El otoño ha llegado desde hace tres semanas y la piscina se encuentra llena de hojas difuntas, hace apenas unos días mantenían sus colores rojos o amarillos pendidos de los árboles. Aunque son pocos, quizá seis, todavía se ven lotos que adornan las jardineras cerca del camino de piedras negras que conduce a esta finca. Esta casa de campo es un regalo de mi tía, ella no tuvo hijos y quiso dejarme amparada con un puñado de ladrillos y jardines que lo adornan.
            Estoy sentada frente a la ventana y pienso que ya no hay muchas familias como la mía. El abolengo de mis antepasados ha llegado hasta hoy. Esta genética burguesa provocó que yo tuviera las mismas enseñanzas que mis abuelas, tías y mi madre por esta razón permanecí por varios años estudiando en un colegio dirigido por las religiosas con quienes las mujeres de mi familia habían estudiado en su infancia y juventud. Esa institución era una tradición así que no hubo para mí otra opción más que ser parte de las pupilas de la congregación del Sagrado Corazón. Mis padres querían que yo mantuviera la fe católica pero sobre todo me educara para ser una digna representante de la familia además, ya llegada la edad, convertirme en una madre amorosa que continuaría las acciones de una buena samaritana. Y así fue, todo fue siguiendo su curso exactamente como lo habían planeado mis padres hasta que, a los dieciséis años, realicé mi primer viaje sin ellos.

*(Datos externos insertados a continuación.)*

mod api;
mod commands;
mod config;
mod format;
mod model;
mod monitor;
mod session;
mod surface;
mod tasks;
#[cfg(test)]
mod teststub;

use tokio::io::{AsyncBufReadExt, BufReader};
use tokio::sync::mpsc;
use tokio_util::sync::CancellationToken;
use tracing::{error, info, warn};

use crate::api::Client;
use crate::commands::{AddOutcome, Dispatcher};
use crate::config::Settings;
use crate::monitor::Monitor;
use crate::surface::TermSurface;

#[tokio::main]
async fn main() {
    dotenvy::dotenv().ok();
    let settings = Settings::new().expect("Failed to load configuration");

    tracing_subscriber::fmt()
        .with_env_filter(&settings.log_level)
        .init();

    info!("Starting medown-monitor...");

    let client = Client::new(&settings.server_url).expect("Failed to build HTTP client");

    if let Err(e) = session::authenticate(&client, settings.password.as_deref()).await {
        error!("authentication failed: {e}");
        eprintln!("not authenticated against {}; set MEDOWN_PASSWORD and retry", settings.server_url);
        std::process::exit(1);
    }
    info!("authenticated against {}", settings.server_url);

    match client.dir_info().await {
        Ok(info) => println!("downloading into {} ({} free)", info.path, info.free_space),
        Err(e) => error!("failed to fetch dir info: {e}"),
    }

    let (ctrl_tx, ctrl_rx) = mpsc::channel(16);
    let shutdown = CancellationToken::new();
    let monitor = Monitor::new(TermSurface::new());
    let poll = tokio::spawn(tasks::run_poll_loop(
        client.clone(),
        monitor,
        ctrl_rx,
        shutdown.clone(),
    ));

    let dispatcher = Dispatcher::new(client.clone(), ctrl_tx);
    run_command_line(&client, &dispatcher).await;

    // The original web client leaves its poll timer running after logout;
    // here the recurring poll is cancelled explicitly.
    if let Err(e) = client.logout().await {
        warn!("logout failed: {e}");
    }
    shutdown.cancel();
    let _ = poll.await;
    info!("bye");
}

/// Stand-in for the web UI's buttons and add-download form: one command
/// per stdin line until EOF or `quit`.
async fn run_command_line(client: &Client, dispatcher: &Dispatcher) {
    println!("commands: add <url> [dir] [filename] | toggle <id> | delete <id> | info | quit");

    let mut lines = BufReader::new(tokio::io::stdin()).lines();
    while let Ok(Some(line)) = lines.next_line().await {
        let mut parts = line.split_whitespace();
        match parts.next() {
            Some("toggle") => match parts.next().and_then(|s| s.parse().ok()) {
                Some(id) => dispatcher.toggle(id).await,
                None => println!("usage: toggle <id>"),
            },
            Some("delete") => match parts.next().and_then(|s| s.parse().ok()) {
                Some(id) => dispatcher.delete(id).await,
                None => println!("usage: delete <id>"),
            },
            Some("add") => {
                let url = parts.next().unwrap_or("");
                let dir = parts.next().unwrap_or("");
                let filename = parts.next().unwrap_or("");
                match dispatcher.add(url, dir, filename).await {
                    AddOutcome::Started(filename) => println!("started downloading {filename}"),
                    AddOutcome::Rejected(message) => println!("{message}"),
                    AddOutcome::Failed => {}
                }
            }
            Some("info") => match client.dir_info().await {
                Ok(info) => println!("downloading into {} ({} free)", info.path, info.free_space),
                Err(e) => error!("failed to fetch dir info: {e}"),
            },
            Some("quit") | Some("exit") => break,
            Some(other) => println!("unknown command: {other}"),
            None => {}
        }
    }
}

            Mi tía me invitó a alejarme de mis zonas conocidas así que partimos a Camboya. Definitivamente ella querían hacer de mí una mujer de buena voluntad, igual que aquellas quienes aparecen en los periódicos de los eventos dedicados a la ayuda altruista. Cuando regresé al colegio, mis compañeras se mantenían en la niñez que yo recién había dejado en la calle Sivatha. El primer día de clases, después de los veranos de viajes, era normal que en el receso platicáramos de los acontecimientos que habían sucedido durante las vacaciones. Este año, la mayoría de mis compañeras fueron a Europa, sobre todo a Francia, porque sigue siendo una creencia que las mujeres de nuestro nivel social y económico no deben solamente saber lo elemental sino también tienen la obligación de cultivarse en ciertos conocimientos sobre arte e diferentes idiomas para de esta manera corresponder, a su debido tiempo, a las exigencias que tendrán como esposas de funcionarios públicos o empresarios. A mis padres no les interesaba en ese momento que yo me educara de esa manera, ya mi hermana mayor estaba casada con un miembro activo del partido político en el poder así que esta situación me dio la libertad de elegir viajes o situaciones alternativas. Me mantuve escuchando por unos minutos las aventuras de mis compañeras las cuales se enfocaban en tiendas y compras, cafeterías y restaurantes en donde se reunían a charlar con los hijos de intelectuales, diplomáticos o empresarios.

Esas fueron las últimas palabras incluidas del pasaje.